Justice Adams said the purpose of the legislation was to stop sexual exploitation and child abuse where images are depicted of “real” children.

However it was also to deter the production of other material, including cartoons, that could “fuel demand for material that does involve the abuse of children.”

He dismissed the appeal and ordered each party to pay its own costs as it was “the first case dealing with [this] difficult issue.”

So this poor guy has to shell out three grand plus costs and wear a good behaviour bond for four years (what, he isn’t allowed to go and see Disney movies?) and have this vile charge on his criminal record all because he had some smutty Simpsons porn on his hard drive? Fuck, I think I have some smutty Simpsons porn on my hard drive. I know I remember getting some emailed to me by someone at some stage so it’s probably still cached somewhere. Or maybe that was the old computer. The point is, in what fucked-up Salemesque world is smutty drawings of fictional cartoon characters the equivalent of kiddie porn? What fucktard was responsible for taking this guy to court in the first place? How on earth can this be considered a “difficult issue”?

Kiddies and cats, you better burn all your manga and hentai now. Especially your hentai.
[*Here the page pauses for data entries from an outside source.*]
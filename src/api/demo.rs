//! Demo data endpoints backing the marketing page tables and charts

use actix_web::{HttpResponse, get, web};

use crate::model::claim::sample_claims;
use crate::model::metrics::evaluation_metrics;

/// Canned claim history
#[utoipa::path(
    get,
    path = "/v1/claims",
    responses(
        (status = 200, description = "Demo claim records", body = [crate::model::ClaimRecord])
    ),
    tag = "demo"
)]
#[get("/v1/claims")]
pub async fn list_claims() -> HttpResponse {
    HttpResponse::Ok().json(sample_claims())
}

/// Published evaluation figures for the deployed classifier
#[utoipa::path(
    get,
    path = "/v1/metrics",
    responses(
        (status = 200, description = "Model evaluation metrics", body = [crate::model::ModelMetric])
    ),
    tag = "demo"
)]
#[get("/v1/metrics")]
pub async fn list_metrics() -> HttpResponse {
    HttpResponse::Ok().json(evaluation_metrics())
}

/// Configure demo data routes
pub fn configure(cfg: &mut web::ServiceConfig) {
    cfg.service(list_claims).service(list_metrics);
}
On Andrew Denton’s Enough Rope last night, he interviewed Wendy Whiteley, ex-wife of the late artist Brett Whiteley. Andrew asked about when Wendy first met Brett and sat for him, nude, at the age of 15. “Oh, we can’t talk about that,” Wendy chided. “That sort of thing is illegal. Let’s just say I was 16.” She was being slightly-but-not-really flippant and slightly-but-not-really funny but the point was well taken. The grey area of sexuality, the even greyer area of artistic freedom.

A few years ago I wrote a story, called “Louisa”, which would now quite probably be considered either tantamount to child pornography or an apologia for paedophila. Naturally, I would consider it be neither.  After being bounced back by several editors (providing a couple of the most vitriolic rejections I have ever received), the very brave Trent Jamieson published it in his now defunct Redsine. It’s a good story. A nasty and horrible story, but a good one. It presses uncomfortable buttons and it’s a piece of which I’m still very proud. I have the very sad feeling, though, that if I were ever to have a collection published, “Louisa” might not be included. Certainly not if it was a mainstream publication.

I used to be rabidly anti-censorship. I still am, actually, but I no longer bore friends to the point of tears with my rants and I no longer go out of my way to acquire material which has been “refused classification” (the sanitised way we Australians have of saying “banned” so we can pretend we don’t do that sort of thing here) just to for the sake of it and I no longer hiss beneath my breath when the OFLC classification advisory comes up before movie previews. I got very sick of being angry and frustrated over this shit all the time and so I very deliberately tuned out. I stopped keeping ultra-close tabs on the Wowsers and the Fucktards. I unsubscribed to the Eros Foundation newsletters. I no longer read OFLC reports. I tried to be a grown up. It worked, for a little while.

But lately, with the Bill Henson case and other bits of fucked-upedness surfacing all over the place, the old familiar anger and frustration has started to bite again. I’m not sure what to do with it yet, but I’m not ready to pack it away this time.

Suddenly, being an Aurealis Award finalist doesn’t seem quite so important in the grand ole scheme o’ things. But it’s still very shiny.